(Data for processing begins)

//! PostgreSQL-backed `VehicleRepository` implementation using Diesel ORM.

use async_trait::async_trait;
use diesel::prelude::*;
use diesel::result::DatabaseErrorKind;
use diesel_async::RunQueryDsl;

use crate::domain::ports::{VehicleRepository, VehicleRepositoryError};
use crate::domain::{DriverId, NewVehicle, Vehicle};

use super::diesel_error_mapping::{map_diesel_error, map_pool_error};
use super::models::{NewVehicleRow, VehicleRow};
use super::pool::DbPool;
use super::schema::vehicles;

/// Diesel-backed implementation of the [`VehicleRepository`] port.
#[derive(Clone)]
pub struct DieselVehicleRepository {
    pool: DbPool,
}

impl DieselVehicleRepository {
    pub fn new(pool: DbPool) -> Self {
        Self { pool }
    }
}

fn row_to_vehicle(row: VehicleRow) -> Result<Vehicle, VehicleRepositoryError> {
    let id = row.id;
    Vehicle::try_from(row).map_err(|err| {
        tracing::warn!(vehicle_id = id, error = %err, "stored vehicle row failed validation");
        VehicleRepositoryError::query(format!("stored vehicle {id} is invalid: {err}"))
    })
}

#[async_trait]
impl VehicleRepository for DieselVehicleRepository {
    async fn create(&self, vehicle: &NewVehicle) -> Result<Vehicle, VehicleRepositoryError> {
        let mut conn = self.pool.get().await.map_err(map_pool_error)?;

        let row = diesel::insert_into(vehicles::table)
            .values(NewVehicleRow {
                driver_id: vehicle.driver_id.as_i32(),
                make: vehicle.make.as_deref(),
                model: vehicle.model.as_deref(),
                plate_number: vehicle.plate_number.as_str(),
            })
            .returning(VehicleRow::as_returning())
            .get_result(&mut conn)
            .await
            .map_err(|err| {
                map_diesel_error(err, |kind| match kind {
                    DatabaseErrorKind::UniqueViolation => format!(
                        "plate number {} is already registered",
                        vehicle.plate_number
                    ),
                    _ => format!("driver {} does not exist", vehicle.driver_id),
                })
            })?;

        row_to_vehicle(row)
    }

    async fn list_for_driver(
        &self,
        driver_id: DriverId,
    ) -> Result<Vec<Vehicle>, VehicleRepositoryError> {
        let mut conn = self.pool.get().await.map_err(map_pool_error)?;

        let rows = vehicles::table
            .filter(vehicles::driver_id.eq(driver_id.as_i32()))
            .select(VehicleRow::as_select())
            .order(vehicles::id.asc())
            .load::<VehicleRow>(&mut conn)
            .await
            .map_err(|err| map_diesel_error(err, |_| "unexpected vehicle conflict".to_owned()))?;

        rows.into_iter().map(row_to_vehicle).collect()
    }
}
//! Policy for suites that need an embedded PostgreSQL cluster.
//!
//! Hosts without the PostgreSQL binaries (or without network access to fetch
//! them) skip these suites with a `SKIP-TEST-CLUSTER` marker. CI sets
//! `REQUIRE_TEST_CLUSTER=1` so a broken bootstrap fails loudly instead.

/// Returns true when `REQUIRE_TEST_CLUSTER` is "1", "true" or "yes".
pub fn test_cluster_required() -> bool {
    std::env::var("REQUIRE_TEST_CLUSTER")
        .map(|value| matches!(value.to_lowercase().as_str(), "1" | "true" | "yes"))
        .unwrap_or(false)
}

/// Report a cluster bootstrap failure.
///
/// Prints the skip marker and returns `None`, or panics when the cluster is
/// required.
pub fn handle_cluster_setup_failure<T>(reason: impl std::fmt::Display) -> Option<T> {
    if test_cluster_required() {
        panic!("Test cluster setup failed: {reason}. Unset REQUIRE_TEST_CLUSTER to skip.");
    }
    eprintln!("SKIP-TEST-CLUSTER: {reason}");
    None
}
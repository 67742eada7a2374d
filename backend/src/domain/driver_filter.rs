//! Translation of list query parameters into driver predicates.
//!
//! Recognised keys are matched exactly. Unknown keys are ignored so clients
//! can pass through unrelated parameters without failing the request.

use chrono::{DateTime, NaiveDate, NaiveTime, Utc};

use super::driver::Driver;

/// Query key bounding `created_at` from above.
pub const CREATED_AT_LTE: &str = "created_at__lte";
/// Query key bounding `created_at` from below.
pub const CREATED_AT_GTE: &str = "created_at__gte";
/// Query key selecting drivers whose last name contains a substring.
pub const LAST_NAME_CONTAINS: &str = "last_name__contains";

/// Accepted date layout for `created_at` bounds, e.g. `31-12-2021`.
pub const DATE_FORMAT: &str = "%d-%m-%Y";

/// Errors raised while translating query parameters.
#[derive(Debug, Clone, PartialEq, Eq, thiserror::Error)]
pub enum DriverFilterError {
    #[error("{field} must be a date formatted DD-MM-YYYY, got {value:?}")]
    InvalidDate { field: &'static str, value: String },
}

impl DriverFilterError {
    /// Query key that failed to parse.
    pub fn field(&self) -> &'static str {
        match self {
            Self::InvalidDate { field, .. } => field,
        }
    }
}

/// A single condition on a driver row.
#[derive(Debug, Clone, PartialEq, Eq)]
pub enum DriverPredicate {
    CreatedAtOnOrBefore(DateTime<Utc>),
    CreatedAtOnOrAfter(DateTime<Utc>),
    /// Case-sensitive substring match on `last_name`.
    LastNameContains(String),
}

impl DriverPredicate {
    /// Evaluate the predicate against an in-memory driver.
    pub fn matches(&self, driver: &Driver) -> bool {
        match self {
            Self::CreatedAtOnOrBefore(bound) => driver.created_at <= *bound,
            Self::CreatedAtOnOrAfter(bound) => driver.created_at >= *bound,
            Self::LastNameContains(needle) => driver.last_name.as_str().contains(needle.as_str()),
        }
    }
}

/// Conjunction of [`DriverPredicate`]s. An empty filter selects every driver.
///
/// # Examples
/// ```
/// use fleet_backend::domain::DriverFilter;
///
/// let filter = DriverFilter::from_query_pairs([
///     ("created_at__gte", "01-01-2021"),
///     ("page", "2"),
/// ])
/// .expect("valid filter");
/// assert_eq!(filter.predicates().len(), 1);
/// ```
#[derive(Debug, Clone, Default, PartialEq, Eq)]
pub struct DriverFilter {
    predicates: Vec<DriverPredicate>,
}

impl DriverFilter {
    /// Filter with no predicates.
    pub fn all() -> Self {
        Self::default()
    }

    /// Build a filter from raw query pairs.
    ///
    /// A date bound names a calendar day and is taken at 00:00 UTC. When a
    /// recognised key repeats, only its first occurrence counts.
    pub fn from_query_pairs<I, K, V>(pairs: I) -> Result<Self, DriverFilterError>
    where
        I: IntoIterator<Item = (K, V)>,
        K: AsRef<str>,
        V: AsRef<str>,
    {
        let mut predicates = Vec::new();
        let mut seen: Vec<&'static str> = Vec::new();
        for (key, value) in pairs {
            let Some(key) = recognised_key(key.as_ref()) else {
                continue;
            };
            if seen.contains(&key) {
                continue;
            }
            seen.push(key);
            let value = value.as_ref();
            let predicate = match key {
                CREATED_AT_LTE => {
                    DriverPredicate::CreatedAtOnOrBefore(parse_day(CREATED_AT_LTE, value)?)
                }
                CREATED_AT_GTE => {
                    DriverPredicate::CreatedAtOnOrAfter(parse_day(CREATED_AT_GTE, value)?)
                }
                LAST_NAME_CONTAINS => DriverPredicate::LastNameContains(value.to_owned()),
                _ => continue,
            };
            predicates.push(predicate);
        }
        Ok(Self { predicates })
    }

    /// Add a predicate to the conjunction.
    pub fn with(mut self, predicate: DriverPredicate) -> Self {
        self.predicates.push(predicate);
        self
    }

    pub fn predicates(&self) -> &[DriverPredicate] {
        &self.predicates
    }

    pub fn is_empty(&self) -> bool {
        self.predicates.is_empty()
    }

    /// True when every predicate holds for `driver`.
    pub fn matches(&self, driver: &Driver) -> bool {
        self.predicates.iter().all(|p| p.matches(driver))
    }
}

fn recognised_key(key: &str) -> Option<&'static str> {
    [CREATED_AT_LTE, CREATED_AT_GTE, LAST_NAME_CONTAINS]
        .into_iter()
        .find(|known| *known == key)
}

fn parse_day(field: &'static str, value: &str) -> Result<DateTime<Utc>, DriverFilterError> {
    NaiveDate::parse_from_str(value, DATE_FORMAT)
        .map(|day| day.and_time(NaiveTime::MIN).and_utc())
        .map_err(|_| DriverFilterError::InvalidDate {
            field,
            value: value.to_owned(),
        })
}
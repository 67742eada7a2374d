//! Domain ports and supporting types for the hexagonal boundary.
//!
//! Driven ports (`*Repository`, [`SchemaInitializer`]) are implemented by
//! outbound adapters. Driving ports ([`DriversQuery`], [`DriversCommand`],
//! [`SchemaCommand`]) are consumed by inbound adapters.

mod macros;
pub(crate) use macros::define_port_error;

mod driver_repository;
mod drivers_command;
mod drivers_query;
mod schema_command;
mod schema_initializer;
mod vehicle_repository;

#[cfg(test)]
pub use driver_repository::MockDriverRepository;
pub use driver_repository::{DriverRepository, DriverRepositoryError};
#[cfg(test)]
pub use drivers_command::MockDriversCommand;
pub use drivers_command::DriversCommand;
#[cfg(test)]
pub use drivers_query::MockDriversQuery;
pub use drivers_query::DriversQuery;
#[cfg(test)]
pub use schema_command::MockSchemaCommand;
pub use schema_command::SchemaCommand;
#[cfg(test)]
pub use schema_initializer::MockSchemaInitializer;
pub use schema_initializer::{SchemaInitializer, SchemaInitializerError};
#[cfg(test)]
pub use vehicle_repository::MockVehicleRepository;
pub use vehicle_repository::{VehicleRepository, VehicleRepositoryError};
//! Port for vehicle persistence.
//!
//! Vehicles have no HTTP surface. The port exists so tooling and tests can
//! attach vehicles to drivers and exercise the referential rules.

use async_trait::async_trait;

use crate::domain::{DriverId, NewVehicle, Vehicle};

use super::define_port_error;

define_port_error! {
    /// Errors raised by vehicle repository adapters.
    pub enum VehicleRepositoryError {
        /// Repository connection could not be established.
        Connection { message: String } =>
            "vehicle repository connection failed: {message}",
        /// Query or mutation failed during execution.
        Query { message: String } =>
            "vehicle repository query failed: {message}",
        /// Duplicate plate number or unknown driver.
        Conflict { message: String } =>
            "vehicle repository conflict: {message}",
    }
}

/// Port for vehicle storage.
#[cfg_attr(test, mockall::automock)]
#[async_trait]
pub trait VehicleRepository: Send + Sync {
    /// Insert a vehicle.
    ///
    /// Fails with [`VehicleRepositoryError::Conflict`] when the plate number
    /// is already registered or `driver_id` names no driver.
    async fn create(&self, vehicle: &NewVehicle) -> Result<Vehicle, VehicleRepositoryError>;

    /// Vehicles owned by a driver, ordered by id ascending.
    async fn list_for_driver(
        &self,
        driver_id: DriverId,
    ) -> Result<Vec<Vehicle>, VehicleRepositoryError>;
}
//! Builders wiring storage adapters into services and HTTP state.

use std::sync::Arc;

use actix_web::web;
use mockable::DefaultClock;

use fleet_backend::domain::ports::{DriverRepository, SchemaInitializer};
use fleet_backend::domain::{DriverService, SchemaService};
use fleet_backend::inbound::http::state::HttpState;
use fleet_backend::outbound::memory::InMemoryFleetStore;
use fleet_backend::outbound::persistence::{DieselDriverRepository, DieselSchemaInitializer};

use super::ServerConfig;

/// Wrap a repository and schema initialiser in services and bundle them.
fn state_from<R, S>(repository: Arc<R>, initializer: Arc<S>) -> HttpState
where
    R: DriverRepository + 'static,
    S: SchemaInitializer + 'static,
{
    let drivers = Arc::new(DriverService::new(repository));
    let schema = Arc::new(SchemaService::new(initializer));
    HttpState::new(drivers.clone(), drivers, schema)
}

/// Build the HTTP state using Diesel adapters when a database is configured,
/// otherwise an in-memory store that lives as long as the process.
pub(crate) fn build_http_state(config: &ServerConfig) -> web::Data<HttpState> {
    let state = match &config.database {
        Some(database) => state_from(
            Arc::new(DieselDriverRepository::new(database.pool.clone())),
            Arc::new(DieselSchemaInitializer::new(database.url.clone())),
        ),
        None => {
            tracing::warn!("no database configured; using the in-memory store");
            let store = Arc::new(InMemoryFleetStore::new(DefaultClock));
            state_from(store.clone(), store)
        }
    };
    web::Data::new(state)
}
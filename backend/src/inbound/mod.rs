//! Inbound adapters that translate external requests into domain port calls
//! while keeping framework details at the edge.

pub mod http;
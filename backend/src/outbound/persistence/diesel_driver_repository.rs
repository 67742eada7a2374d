//! PostgreSQL-backed `DriverRepository` implementation using Diesel ORM.
//!
//! List filters are translated into a boxed query, one `WHERE` clause per
//! predicate. `updated_at` is maintained by a database trigger.

use async_trait::async_trait;
use diesel::prelude::*;
use diesel_async::RunQueryDsl;

use crate::domain::ports::{DriverRepository, DriverRepositoryError};
use crate::domain::{Driver, DriverChanges, DriverFilter, DriverId, DriverPredicate, NewDriver};

use super::diesel_error_mapping::{map_diesel_error, map_pool_error};
use super::models::{DriverChangeset, DriverRow, NewDriverRow};
use super::pool::DbPool;
use super::schema::drivers;

/// Diesel-backed implementation of the [`DriverRepository`] port.
#[derive(Clone)]
pub struct DieselDriverRepository {
    pool: DbPool,
}

impl DieselDriverRepository {
    /// Create a new repository with the given connection pool.
    pub fn new(pool: DbPool) -> Self {
        Self { pool }
    }
}

fn map_error(error: diesel::result::Error) -> DriverRepositoryError {
    // Drivers carry no unique columns; the only constraint a write can trip
    // is the vehicles foreign key on delete.
    map_diesel_error(error, |_| "driver is still referenced by vehicles".to_owned())
}

fn row_to_driver(row: DriverRow) -> Result<Driver, DriverRepositoryError> {
    let id = row.id;
    Driver::try_from(row).map_err(|err| {
        tracing::warn!(driver_id = id, error = %err, "stored driver row failed validation");
        DriverRepositoryError::query(format!("stored driver {id} is invalid: {err}"))
    })
}

/// Escape `LIKE` metacharacters so `needle` matches literally.
fn like_contains_pattern(needle: &str) -> String {
    let mut pattern = String::with_capacity(needle.len() + 2);
    pattern.push('%');
    for ch in needle.chars() {
        if matches!(ch, '%' | '_' | '\\') {
            pattern.push('\\');
        }
        pattern.push(ch);
    }
    pattern.push('%');
    pattern
}

#[async_trait]
impl DriverRepository for DieselDriverRepository {
    async fn list(&self, filter: &DriverFilter) -> Result<Vec<Driver>, DriverRepositoryError> {
        let mut conn = self.pool.get().await.map_err(map_pool_error)?;

        let mut query = drivers::table
            .select(DriverRow::as_select())
            .order(drivers::id.asc())
            .into_boxed();

        for predicate in filter.predicates() {
            query = match predicate {
                DriverPredicate::CreatedAtOnOrBefore(bound) => {
                    query.filter(drivers::created_at.le(*bound))
                }
                DriverPredicate::CreatedAtOnOrAfter(bound) => {
                    query.filter(drivers::created_at.ge(*bound))
                }
                DriverPredicate::LastNameContains(needle) => {
                    query.filter(drivers::last_name.like(like_contains_pattern(needle)))
                }
            };
        }

        let rows = query
            .load::<DriverRow>(&mut conn)
            .await
            .map_err(map_error)?;
        rows.into_iter().map(row_to_driver).collect()
    }

    async fn find_by_id(&self, id: DriverId) -> Result<Option<Driver>, DriverRepositoryError> {
        let mut conn = self.pool.get().await.map_err(map_pool_error)?;

        let row = drivers::table
            .find(id.as_i32())
            .select(DriverRow::as_select())
            .first(&mut conn)
            .await
            .optional()
            .map_err(map_error)?;

        row.map(row_to_driver).transpose()
    }

    async fn create(&self, driver: &NewDriver) -> Result<Driver, DriverRepositoryError> {
        let mut conn = self.pool.get().await.map_err(map_pool_error)?;

        let row = diesel::insert_into(drivers::table)
            .values(NewDriverRow {
                first_name: driver.first_name.as_str(),
                last_name: driver.last_name.as_str(),
            })
            .returning(DriverRow::as_returning())
            .get_result(&mut conn)
            .await
            .map_err(map_error)?;

        row_to_driver(row)
    }

    async fn update(
        &self,
        id: DriverId,
        changes: &DriverChanges,
    ) -> Result<Option<Driver>, DriverRepositoryError> {
        if changes.is_empty() {
            return self.find_by_id(id).await;
        }

        let mut conn = self.pool.get().await.map_err(map_pool_error)?;

        let changeset = DriverChangeset {
            first_name: changes.first_name.as_ref().map(|name| name.as_str()),
            last_name: changes.last_name.as_ref().map(|name| name.as_str()),
        };
        let row = diesel::update(drivers::table.find(id.as_i32()))
            .set(&changeset)
            .returning(DriverRow::as_returning())
            .get_result(&mut conn)
            .await
            .optional()
            .map_err(map_error)?;

        row.map(row_to_driver).transpose()
    }

    async fn delete(&self, id: DriverId) -> Result<bool, DriverRepositoryError> {
        let mut conn = self.pool.get().await.map_err(map_pool_error)?;

        let deleted = diesel::delete(drivers::table.find(id.as_i32()))
            .execute(&mut conn)
            .await
            .map_err(map_error)?;

        Ok(deleted > 0)
    }
}
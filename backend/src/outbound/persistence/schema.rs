//! Diesel table definitions for the PostgreSQL schema.
//!
//! These definitions must match `migrations/` exactly. Regenerate with
//! `diesel print-schema` after changing a migration.

diesel::table! {
    /// Registered drivers.
    drivers (id) {
        id -> Int4,
        /// At most 50 characters.
        first_name -> Varchar,
        /// At most 80 characters.
        last_name -> Varchar,
        created_at -> Timestamptz,
        /// Refreshed by the `drivers_set_updated_at` trigger.
        updated_at -> Timestamptz,
    }
}

diesel::table! {
    /// Vehicles, each owned by exactly one driver.
    vehicles (id) {
        id -> Int4,
        /// References `drivers.id` with `ON DELETE RESTRICT`.
        driver_id -> Int4,
        make -> Nullable<Text>,
        model -> Nullable<Text>,
        /// Unique; at most 20 characters.
        plate_number -> Varchar,
        created_at -> Timestamptz,
        updated_at -> Timestamptz,
    }
}

diesel::joinable!(vehicles -> drivers (driver_id));
diesel::allow_tables_to_appear_in_same_query!(drivers, vehicles);
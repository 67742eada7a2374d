//! Shared `bb8` pool of `diesel-async` PostgreSQL connections.
//!
//! The pool is built once at startup and cloned into every Diesel adapter.
//! With no idle floor configured, building the pool opens no connection, so
//! the server can start before the database is reachable; requests then fail
//! with a checkout error until it is.

use std::time::Duration;

use diesel_async::AsyncPgConnection;
use diesel_async::pooled_connection::AsyncDieselConnectionManager;
use diesel_async::pooled_connection::bb8::{Pool, PooledConnection};

/// Default upper bound on open connections.
pub const DEFAULT_MAX_SIZE: u32 = 10;
const DEFAULT_CONNECTION_TIMEOUT: Duration = Duration::from_secs(5);

/// Errors raised while building the pool or checking out a connection.
#[derive(Debug, Clone, PartialEq, Eq, thiserror::Error)]
pub enum PoolError {
    #[error("failed to get connection from pool: {message}")]
    Checkout { message: String },
    #[error("failed to build connection pool: {message}")]
    Build { message: String },
}

impl PoolError {
    pub fn checkout(message: impl Into<String>) -> Self {
        Self::Checkout {
            message: message.into(),
        }
    }

    pub fn build(message: impl Into<String>) -> Self {
        Self::Build {
            message: message.into(),
        }
    }
}

/// Pool settings.
///
/// # Examples
/// ```
/// use std::time::Duration;
/// use fleet_backend::outbound::persistence::PoolConfig;
///
/// let config = PoolConfig::new("postgres://fleet@localhost/fleet")
///     .with_max_size(4)
///     .with_connection_timeout(Duration::from_secs(2));
/// assert_eq!(config.max_size(), 4);
/// ```
#[derive(Debug, Clone)]
pub struct PoolConfig {
    database_url: String,
    max_size: u32,
    min_idle: Option<u32>,
    connection_timeout: Duration,
}

impl PoolConfig {
    /// Settings for `database_url` with [`DEFAULT_MAX_SIZE`] connections, no
    /// idle floor and a five second checkout timeout.
    pub fn new(database_url: impl Into<String>) -> Self {
        Self {
            database_url: database_url.into(),
            max_size: DEFAULT_MAX_SIZE,
            min_idle: None,
            connection_timeout: DEFAULT_CONNECTION_TIMEOUT,
        }
    }

    pub fn with_max_size(mut self, max_size: u32) -> Self {
        self.max_size = max_size;
        self
    }

    pub fn with_min_idle(mut self, min_idle: Option<u32>) -> Self {
        self.min_idle = min_idle;
        self
    }

    pub fn with_connection_timeout(mut self, timeout: Duration) -> Self {
        self.connection_timeout = timeout;
        self
    }

    pub fn database_url(&self) -> &str {
        &self.database_url
    }

    pub fn max_size(&self) -> u32 {
        self.max_size
    }
}

/// Cloneable handle to the connection pool.
#[derive(Clone)]
pub struct DbPool {
    inner: Pool<AsyncPgConnection>,
}

impl DbPool {
    /// Build the pool.
    ///
    /// # Errors
    ///
    /// Returns [`PoolError::Build`] when bb8 rejects the configuration or
    /// cannot open the requested idle connections.
    pub async fn new(config: PoolConfig) -> Result<Self, PoolError> {
        let manager = AsyncDieselConnectionManager::<AsyncPgConnection>::new(config.database_url);
        let inner = Pool::builder()
            .max_size(config.max_size)
            .min_idle(config.min_idle)
            .connection_timeout(config.connection_timeout)
            .build(manager)
            .await
            .map_err(|err| PoolError::build(err.to_string()))?;
        Ok(Self { inner })
    }

    /// Check out a connection.
    ///
    /// # Errors
    ///
    /// Returns [`PoolError::Checkout`] when no connection becomes available
    /// within the checkout timeout.
    pub async fn get(&self) -> Result<PooledConnection<'_, AsyncPgConnection>, PoolError> {
        self.inner
            .get()
            .await
            .map_err(|err| PoolError::checkout(err.to_string()))
    }
}
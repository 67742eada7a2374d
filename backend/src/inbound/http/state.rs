//! Shared HTTP adapter state.
//!
//! Handlers accept this state via `actix_web::web::Data` so they only depend
//! on domain ports and remain testable without I/O.

use std::sync::Arc;

use crate::domain::ports::{DriversCommand, DriversQuery, SchemaCommand};

/// Dependency bundle for HTTP handlers.
#[derive(Clone)]
pub struct HttpState {
    pub drivers: Arc<dyn DriversCommand>,
    pub drivers_query: Arc<dyn DriversQuery>,
    pub schema: Arc<dyn SchemaCommand>,
}

impl HttpState {
    /// Bundle the driving ports.
    ///
    /// # Examples
    /// ```
    /// use std::sync::Arc;
    /// use fleet_backend::domain::{DriverService, SchemaService};
    /// use fleet_backend::inbound::http::state::HttpState;
    /// use fleet_backend::outbound::memory::InMemoryFleetStore;
    /// use mockable::DefaultClock;
    ///
    /// let store = Arc::new(InMemoryFleetStore::new(DefaultClock));
    /// let drivers = Arc::new(DriverService::new(store.clone()));
    /// let state = HttpState::new(drivers.clone(), drivers, Arc::new(SchemaService::new(store)));
    /// # let _ = state;
    /// ```
    pub fn new(
        drivers: Arc<dyn DriversCommand>,
        drivers_query: Arc<dyn DriversQuery>,
        schema: Arc<dyn SchemaCommand>,
    ) -> Self {
        Self {
            drivers,
            drivers_query,
            schema,
        }
    }
}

(Data for processing ends)

▸ Problem statement
Within the data, how many lines hold the string "tracing"? Answer with the number and nothing more.

▸ Reply to the exercise
3